Asian markets mostly gained in the morning trade after data showed that Chinese manufacturing picked-up further in November, adding to hopes of growth in the world's second largest economy.
Japan's Nikkei was up 0.66 percent or 62.25 points to 9508.26. Construction firms gained the most. Shimizu Corp traded 5.65 percent higher, while Chiyoda Corp was up 4.55 percent.
South Korea's KOSPI traded 0.33 percent or 6.43 points higher to 1939.33. Paper-related products maker Seha Corp, up 14.96 percent and Handok Pharmaceuticals, which gained 14.91 percent were the major gainers.
Hong Kong's Hang Seng Index rose 0.22 percent or 47.55 points to 22077.94. Property developer Wharf Holdings and healthcare products maker Hengan International Group Company were the notable gainers, up 2.93 and 1.79 percent respectively.
China's Shanghai Composite Index slipped 0.28 percent or 5.60 points to 1974.51. Chemical firm Wuhan Xianglong Power Industry fell the most, down 4.18 percent, followed by real estate developer Shanghai Xingye Housing Company, which slipped 5.05 percent.
The Wall Street failed to offer encouraging cues to Asian bourses, as stock performance remained lacklustre in the previous session. US markets had closed with little change last week as the political deadlock over the 'fiscal cliff' continued to weigh on investor sentiments.
But regional indicators added cheer. Data released by China's statistics bureau over the weekend showed that the country's manufacturing gained in November. The official manufacturing Purchasing Managers Index (PMI) rose 50.6 in the month from 50.2 in the previous. Although the figures fell short of expectations, it stood in the expansionary territory, adding to optimism on the Chinese economy.

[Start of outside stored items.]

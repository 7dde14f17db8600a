//! Human-readable animal summaries derived from per-species source columns.
//!
//! Industrial datasets flag each species with a `"Yes"` column; research
//! registrations carry per-species counts. The summaries built here are the
//! species text shown in popups and searched by the filter engine.

/// Groups of `*_slaughter` columns reported under one display name.
const SLAUGHTER_GROUPS: &[(&[&str], &str)] = &[
    (
        &[
            "beef_cow_slaughter",
            "steer_slaughter",
            "heifer_slaughter",
            "bull_stag_slaughter",
            "dairy_cow_slaughter",
        ],
        "Cattle (Cows, Bulls)",
    ),
    (
        &[
            "heavy_calf_slaughter",
            "bob_veal_slaughter",
            "formula_fed_veal_slaughter",
            "non_formula_fed_veal_slaughter",
        ],
        "Calves (Veal)",
    ),
    (
        &[
            "market_swine_slaughter",
            "sow_slaughter",
            "roaster_swine_slaughter",
            "boar_stag_swine_slaughter",
            "stag_swine_slaughter",
            "feral_swine_slaughter",
        ],
        "Pigs",
    ),
    (
        &["goat_slaughter", "young_goat_slaughter", "adult_goat_slaughter"],
        "Goats",
    ),
    (&["sheep_slaughter", "lamb_slaughter"], "Sheep & Lambs"),
    (&["deer_reindeer_slaughter"], "Deer & Reindeer"),
    (&["antelope_slaughter"], "Antelope"),
    (&["elk_slaughter"], "Elk"),
    (
        &[
            "bison_slaughter",
            "buffalo_slaughter",
            "water_buffalo_slaughter",
            "cattalo_slaughter",
        ],
        "Bison & Buffalo",
    ),
    (&["yak_slaughter"], "Yak"),
    (&["other_voluntary_livestock_slaughter"], "Other Livestock"),
    (&["rabbit_slaughter"], "Rabbits"),
    (
        &[
            "young_chicken_slaughter",
            "light_fowl_slaughter",
            "heavy_fowl_slaughter",
            "capon_slaughter",
        ],
        "Chickens",
    ),
    (
        &[
            "young_turkey_slaughter",
            "young_breeder_turkey_slaughter",
            "old_breeder_turkey_slaughter",
            "fryer_roaster_turkey_slaughter",
        ],
        "Turkeys",
    ),
    (&["duck_slaughter"], "Ducks"),
    (&["goose_slaughter"], "Geese"),
    (&["pheasant_slaughter"], "Pheasants"),
    (&["quail_slaughter"], "Quail"),
    (&["guinea_slaughter"], "Guinea Fowl"),
    (
        &["ostrich_slaughter", "emu_slaughter", "rhea_slaughter"],
        "Ratites (Ostrich, Emu, etc.)",
    ),
    (&["squab_slaughter"], "Pigeons (Squab)"),
    (&["other_voluntary_poultry_slaughter"], "Other Poultry"),
];

const PROCESSING_COLUMNS: &[(&str, &str)] = &[
    ("beef_processing", "Beef"),
    ("pork_processing", "Pork"),
    ("antelope_processing", "Antelope"),
    ("bison_processing", "Bison"),
    ("buffalo_processing", "Buffalo"),
    ("deer_processing", "Deer"),
    ("elk_processing", "Elk"),
    ("goat_processing", "Goat"),
    (
        "other_voluntary_livestock_processing",
        "Other Voluntary Livestock",
    ),
    ("rabbit_processing", "Rabbit"),
    ("reindeer_processing", "Reindeer"),
    ("sheep_processing", "Sheep"),
    ("yak_processing", "Yak"),
    ("chicken_processing", "Chicken"),
    ("duck_processing", "Duck"),
    ("goose_processing", "Goose"),
    ("pigeon_processing", "Pigeon"),
    ("ratite_processing", "Ratite (Ostrich/Emu)"),
    ("turkey_processing", "Turkey"),
    ("exotic_poultry_processing", "Exotic Poultry"),
    ("other_voluntary_poultry_processing", "Other Voluntary Poultry"),
];

pub const NO_PROCESSED_ANIMALS: &str = "N/A";
pub const NO_TESTED_ANIMALS: &str = "Unknown";

/// Species counts from a research registration, in display order.
pub struct TestedCounts<'a> {
    pub counts: [(&'a str, &'static str); 10],
}

fn is_yes(value: Option<&str>) -> bool {
    value.is_some_and(|v| v.trim().eq_ignore_ascii_case("yes"))
}

/// Slaughtered species groups, joined with `", "`. Empty when none are flagged.
pub fn slaughtered_animals<'a>(column: impl Fn(&str) -> Option<&'a str>) -> String {
    SLAUGHTER_GROUPS
        .iter()
        .filter(|(columns, _)| columns.iter().any(|c| is_yes(column(c))))
        .map(|(_, label)| *label)
        .collect::<Vec<_>>()
        .join(", ")
}

/// Processed species, joined with `", "`; [`NO_PROCESSED_ANIMALS`] when none.
pub fn processed_animals<'a>(column: impl Fn(&str) -> Option<&'a str>) -> String {
    let processed: Vec<&str> = PROCESSING_COLUMNS
        .iter()
        .filter(|(c, _)| is_yes(column(c)))
        .map(|(_, label)| *label)
        .collect();
    if processed.is_empty() {
        NO_PROCESSED_ANIMALS.to_string()
    } else {
        processed.join(", ")
    }
}

/// `"{n} {Species}"` for every positive count; [`NO_TESTED_ANIMALS`] when none.
/// Counts may arrive as `"12"` or `"12.0"`; anything unparsable or non-finite
/// is skipped, and fractional counts are shown as given.
pub fn tested_animals(counts: &TestedCounts<'_>) -> String {
    let tested: Vec<String> = counts
        .counts
        .iter()
        .filter_map(|(raw, species)| {
            let count = raw.trim().parse::<f64>().ok().filter(|c| c.is_finite())?;
            if count <= 0.0 {
                return None;
            }
            Some(if count.fract() == 0.0 {
                format!("{} {}", count as u64, species)
            } else {
                format!("{count} {species}")
            })
        })
        .collect();
    if tested.is_empty() {
        NO_TESTED_ANIMALS.to_string()
    } else {
        tested.join(", ")
    }
}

The final reading of HSBC PMI released early in the day too boosted the markets. The index gained to 50.5 in November from 49.5 in the previous month, moving out of the contractionary territory for the first time in 13 months. But these better figures failed to boost trading in Shanghai.
Manufacturing and trade figures from South Korea too showed improvement. The country's PMI released by HSBC gained to 48.2 in November from 47.4 in the previous month. Data released over the weekend had shown that exports from Asia's fourth largest economy picked up to 3.9 percent year-on-year in November.
But inflation data dampened sentiments, with consumer prices index dropping to 1.6 percent year-on-year from 2.1 in October.